• _ASSIGNED TASK_:
Word for word, transcribe every line below.

Saved data entries
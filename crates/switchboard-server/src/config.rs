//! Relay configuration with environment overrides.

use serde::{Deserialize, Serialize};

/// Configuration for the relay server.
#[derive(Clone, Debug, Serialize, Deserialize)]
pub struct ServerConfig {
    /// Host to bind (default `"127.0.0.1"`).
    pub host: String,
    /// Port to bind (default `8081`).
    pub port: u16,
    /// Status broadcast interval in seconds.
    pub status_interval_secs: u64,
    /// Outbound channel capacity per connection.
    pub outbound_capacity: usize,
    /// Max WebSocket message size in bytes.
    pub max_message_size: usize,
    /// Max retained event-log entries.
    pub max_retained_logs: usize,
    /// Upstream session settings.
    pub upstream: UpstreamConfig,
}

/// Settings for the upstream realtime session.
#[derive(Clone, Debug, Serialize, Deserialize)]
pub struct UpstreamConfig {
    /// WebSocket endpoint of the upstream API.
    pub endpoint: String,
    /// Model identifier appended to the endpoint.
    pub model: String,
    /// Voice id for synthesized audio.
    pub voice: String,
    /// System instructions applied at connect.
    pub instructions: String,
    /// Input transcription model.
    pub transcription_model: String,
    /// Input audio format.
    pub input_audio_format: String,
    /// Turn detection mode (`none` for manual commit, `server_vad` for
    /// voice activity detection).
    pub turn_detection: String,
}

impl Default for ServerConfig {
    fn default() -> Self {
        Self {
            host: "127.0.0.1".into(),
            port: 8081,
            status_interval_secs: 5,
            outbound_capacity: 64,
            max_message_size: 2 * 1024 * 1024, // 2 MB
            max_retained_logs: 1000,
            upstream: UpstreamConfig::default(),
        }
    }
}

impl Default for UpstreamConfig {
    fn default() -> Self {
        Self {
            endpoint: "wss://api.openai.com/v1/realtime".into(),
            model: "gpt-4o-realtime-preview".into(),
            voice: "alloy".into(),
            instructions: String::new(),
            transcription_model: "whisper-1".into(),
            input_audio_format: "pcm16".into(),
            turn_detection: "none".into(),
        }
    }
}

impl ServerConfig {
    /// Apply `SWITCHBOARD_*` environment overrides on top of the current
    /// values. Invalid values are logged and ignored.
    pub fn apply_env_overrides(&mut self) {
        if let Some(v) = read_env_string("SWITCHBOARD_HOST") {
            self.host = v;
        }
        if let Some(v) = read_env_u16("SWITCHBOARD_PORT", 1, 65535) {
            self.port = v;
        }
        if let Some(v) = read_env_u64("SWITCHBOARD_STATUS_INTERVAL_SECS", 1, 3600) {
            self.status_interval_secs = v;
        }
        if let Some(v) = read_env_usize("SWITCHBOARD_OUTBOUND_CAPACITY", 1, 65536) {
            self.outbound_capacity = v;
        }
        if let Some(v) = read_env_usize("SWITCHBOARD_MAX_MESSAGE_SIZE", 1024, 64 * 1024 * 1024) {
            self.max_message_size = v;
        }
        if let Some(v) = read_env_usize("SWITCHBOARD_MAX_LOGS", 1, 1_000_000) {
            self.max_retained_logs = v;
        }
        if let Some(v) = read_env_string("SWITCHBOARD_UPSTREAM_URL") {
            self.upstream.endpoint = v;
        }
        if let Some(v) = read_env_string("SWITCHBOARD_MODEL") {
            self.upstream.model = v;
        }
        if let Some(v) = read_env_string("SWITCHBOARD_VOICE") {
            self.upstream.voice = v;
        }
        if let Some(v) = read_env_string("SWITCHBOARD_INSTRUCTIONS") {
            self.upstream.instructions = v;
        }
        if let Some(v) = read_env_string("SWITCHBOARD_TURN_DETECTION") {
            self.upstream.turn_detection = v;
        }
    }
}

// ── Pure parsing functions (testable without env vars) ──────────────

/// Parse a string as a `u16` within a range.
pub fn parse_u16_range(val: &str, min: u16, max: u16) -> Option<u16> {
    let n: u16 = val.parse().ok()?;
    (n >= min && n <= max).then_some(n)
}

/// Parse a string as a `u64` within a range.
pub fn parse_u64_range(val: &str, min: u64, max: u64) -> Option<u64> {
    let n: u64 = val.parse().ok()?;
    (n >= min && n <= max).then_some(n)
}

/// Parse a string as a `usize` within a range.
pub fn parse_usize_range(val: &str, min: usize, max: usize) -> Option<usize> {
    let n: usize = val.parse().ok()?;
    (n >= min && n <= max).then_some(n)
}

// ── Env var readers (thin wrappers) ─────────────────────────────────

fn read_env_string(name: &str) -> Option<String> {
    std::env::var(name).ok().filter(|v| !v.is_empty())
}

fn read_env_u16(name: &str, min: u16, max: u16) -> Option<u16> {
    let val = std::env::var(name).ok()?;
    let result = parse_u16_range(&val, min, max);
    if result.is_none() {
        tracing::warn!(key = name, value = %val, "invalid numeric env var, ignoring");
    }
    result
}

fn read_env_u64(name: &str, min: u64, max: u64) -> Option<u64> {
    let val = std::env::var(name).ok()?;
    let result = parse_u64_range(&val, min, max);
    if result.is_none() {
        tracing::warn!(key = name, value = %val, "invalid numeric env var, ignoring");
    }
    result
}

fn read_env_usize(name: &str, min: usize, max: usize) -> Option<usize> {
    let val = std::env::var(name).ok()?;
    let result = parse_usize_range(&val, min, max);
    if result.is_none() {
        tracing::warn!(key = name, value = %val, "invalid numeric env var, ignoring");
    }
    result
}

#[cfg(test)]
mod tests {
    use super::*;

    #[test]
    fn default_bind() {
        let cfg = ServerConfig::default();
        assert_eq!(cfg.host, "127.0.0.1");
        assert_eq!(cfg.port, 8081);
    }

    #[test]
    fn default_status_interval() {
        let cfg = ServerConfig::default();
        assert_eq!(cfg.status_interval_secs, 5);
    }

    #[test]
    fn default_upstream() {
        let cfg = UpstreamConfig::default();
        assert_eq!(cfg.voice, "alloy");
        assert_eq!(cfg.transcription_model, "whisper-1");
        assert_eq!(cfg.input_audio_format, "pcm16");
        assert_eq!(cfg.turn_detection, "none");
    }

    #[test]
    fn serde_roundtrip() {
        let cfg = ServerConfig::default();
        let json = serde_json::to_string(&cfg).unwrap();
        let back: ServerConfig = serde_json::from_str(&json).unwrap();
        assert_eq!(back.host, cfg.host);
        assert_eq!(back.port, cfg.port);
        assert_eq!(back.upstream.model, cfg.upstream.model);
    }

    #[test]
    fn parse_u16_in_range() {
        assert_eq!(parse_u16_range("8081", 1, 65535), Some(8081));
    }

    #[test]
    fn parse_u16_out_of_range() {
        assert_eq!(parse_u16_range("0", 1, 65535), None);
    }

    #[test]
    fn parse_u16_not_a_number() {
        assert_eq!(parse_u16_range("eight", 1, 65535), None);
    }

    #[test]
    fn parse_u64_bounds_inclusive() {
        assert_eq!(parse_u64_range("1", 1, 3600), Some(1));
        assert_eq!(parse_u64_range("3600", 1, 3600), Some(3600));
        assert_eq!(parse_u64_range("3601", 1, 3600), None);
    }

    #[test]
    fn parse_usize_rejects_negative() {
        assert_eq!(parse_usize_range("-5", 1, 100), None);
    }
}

• _SOLUTION FOR THIS PROBLEM_:
filename crates/switchboard-server/src/config.rs
//! Relay configuration with environment overrides.

use serde::{Deserialize, Serialize};

/// Configuration for the relay server.
#[derive(Clone, Debug, Serialize, Deserialize)]
pub struct ServerConfig {
    /// Host to bind (default `"127.0.0.1"`).
    pub host: String,
    /// Port to bind (default `8081`).
    pub port: u16,
    /// Status broadcast interval in seconds.
    pub status_interval_secs: u64,
    /// Outbound channel capacity per connection.
    pub outbound_capacity: usize,
    /// Max WebSocket message size in bytes.
    pub max_message_size: usize,
    /// Max retained event-log entries.
    pub max_retained_logs: usize,
    /// Upstream session settings.
    pub upstream: UpstreamConfig,
}

/// Settings for the upstream realtime session.
#[derive(Clone, Debug, Serialize, Deserialize)]
pub struct UpstreamConfig {
    /// WebSocket endpoint of the upstream API.
    pub endpoint: String,
    /// Model identifier appended to the endpoint.
    pub model: String,
    /// Voice id for synthesized audio.
    pub voice: String,
    /// System instructions applied at connect.
    pub instructions: String,
    /// Input transcription model.
    pub transcription_model: String,
    /// Input audio format.
    pub input_audio_format: String,
    /// Turn detection mode (`none` for manual commit, `server_vad` for
    /// voice activity detection).
    pub turn_detection: String,
}

impl Default for ServerConfig {
    fn default() -> Self {
        Self {
            host: "127.0.0.1".into(),
            port: 8081,
            status_interval_secs: 5,
            outbound_capacity: 64,
            max_message_size: 2 * 1024 * 1024, // 2 MB
            max_retained_logs: 1000,
            upstream: UpstreamConfig::default(),
        }
    }
}

impl Default for UpstreamConfig {
    fn default() -> Self {
        Self {
            endpoint: "wss://api.openai.com/v1/realtime".into(),
            model: "gpt-4o-realtime-preview".into(),
            voice: "alloy".into(),
            instructions: String::new(),
            transcription_model: "whisper-1".into(),
            input_audio_format: "pcm16".into(),
            turn_detection: "none".into(),
        }
    }
}

impl ServerConfig {
    /// Apply `SWITCHBOARD_*` environment overrides on top of the current
    /// values. Invalid values are logged and ignored.
    pub fn apply_env_overrides(&mut self) {
        if let Some(v) = read_env_string("SWITCHBOARD_HOST") {
            self.host = v;
        }
        if let Some(v) = read_env_u16("SWITCHBOARD_PORT", 1, 65535) {
            self.port = v;
        }
        if let Some(v) = read_env_u64("SWITCHBOARD_STATUS_INTERVAL_SECS", 1, 3600) {
            self.status_interval_secs = v;
        }
        if let Some(v) = read_env_usize("SWITCHBOARD_OUTBOUND_CAPACITY", 1, 65536) {
            self.outbound_capacity = v;
        }
        if let Some(v) = read_env_usize("SWITCHBOARD_MAX_MESSAGE_SIZE", 1024, 64 * 1024 * 1024) {
            self.max_message_size = v;
        }
        if let Some(v) = read_env_usize("SWITCHBOARD_MAX_LOGS", 1, 1_000_000) {
            self.max_retained_logs = v;
        }
        if let Some(v) = read_env_string("SWITCHBOARD_UPSTREAM_URL") {
            self.upstream.endpoint = v;
        }
        if let Some(v) = read_env_string("SWITCHBOARD_MODEL") {
            self.upstream.model = v;
        }
        if let Some(v) = read_env_string("SWITCHBOARD_VOICE") {
            self.upstream.voice = v;
        }
        if let Some(v) = read_env_string("SWITCHBOARD_INSTRUCTIONS") {
            self.upstream.instructions = v;
        }
        if let Some(v) = read_env_string("SWITCHBOARD_TURN_DETECTION") {
            self.upstream.turn_detection = v;
        }
    }
}

// ── Pure parsing functions (testable without env vars) ──────────────

/// Parse a string as a `u16` within a range.
pub fn parse_u16_range(val: &str, min: u16, max: u16) -> Option<u16> {
    let n: u16 = val.parse().ok()?;
    (n >= min && n <= max).then_some(n)
}

/// Parse a string as a `u64` within a range.
pub fn parse_u64_range(val: &str, min: u64, max: u64) -> Option<u64> {
    let n: u64 = val.parse().ok()?;
    (n >= min && n <= max).then_some(n)
}

/// Parse a string as a `usize` within a range.
pub fn parse_usize_range(val: &str, min: usize, max: usize) -> Option<usize> {
    let n: usize = val.parse().ok()?;
    (n >= min && n <= max).then_some(n)
}

// ── Env var readers (thin wrappers) ─────────────────────────────────

fn read_env_string(name: &str) -> Option<String> {
    std::env::var(name).ok().filter(|v| !v.is_empty())
}

fn read_env_u16(name: &str, min: u16, max: u16) -> Option<u16> {
    let val = std::env::var(name).ok()?;
    let result = parse_u16_range(&val, min, max);
    if result.is_none() {
        tracing::warn!(key = name, value = %val, "invalid numeric env var, ignoring");
    }
    result
}

fn read_env_u64(name: &str, min: u64, max: u64) -> Option<u64> {
    let val = std::env::var(name).ok()?;
    let result = parse_u64_range(&val, min, max);
    if result.is_none() {
        tracing::warn!(key = name, value = %val, "invalid numeric env var, ignoring");
    }
    result
}

fn read_env_usize(name: &str, min: usize, max: usize) -> Option<usize> {
    let val = std::env::var(name).ok()?;
    let result = parse_usize_range(&val, min, max);
    if result.is_none() {
        tracing::warn!(key = name, value = %val, "invalid numeric env var, ignoring");
    }
    result
}

#[cfg(test)]
mod tests {
    use super::*;

    #[test]
    fn default_bind() {
        let cfg = ServerConfig::default();
        assert_eq!(cfg.host, "127.0.0.1");
        assert_eq!(cfg.port, 8081);
    }

    #[test]
    fn default_status_interval() {
        let cfg = ServerConfig::default();
        assert_eq!(cfg.status_interval_secs, 5);
    }

    #[test]
    fn default_upstream() {
        let cfg = UpstreamConfig::default();
        assert_eq!(cfg.voice, "alloy");
        assert_eq!(cfg.transcription_model, "whisper-1");
        assert_eq!(cfg.input_audio_format, "pcm16");
        assert_eq!(cfg.turn_detection, "none");
    }

    #[test]
    fn serde_roundtrip() {
        let cfg = ServerConfig::default();
        let json = serde_json::to_string(&cfg).unwrap();
        let back: ServerConfig = serde_json::from_str(&json).unwrap();
        assert_eq!(back.host, cfg.host);
        assert_eq!(back.port, cfg.port);
        assert_eq!(back.upstream.model, cfg.upstream.model);
    }

    #[test]
    fn parse_u16_in_range() {
        assert_eq!(parse_u16_range("8081", 1, 65535), Some(8081));
    }

    #[test]
    fn parse_u16_out_of_range() {
        assert_eq!(parse_u16_range("0", 1, 65535), None);
    }

    #[test]
    fn parse_u16_not_a_number() {
        assert_eq!(parse_u16_range("eight", 1, 65535), None);
    }

    #[test]
    fn parse_u64_bounds_inclusive() {
        assert_eq!(parse_u64_range("1", 1, 3600), Some(1));
        assert_eq!(parse_u64_range("3600", 1, 3600), Some(3600));
        assert_eq!(parse_u64_range("3601", 1, 3600), None);
    }

    #[test]
    fn parse_usize_rejects_negative() {
        assert_eq!(parse_usize_range("-5", 1, 100), None);
    }
}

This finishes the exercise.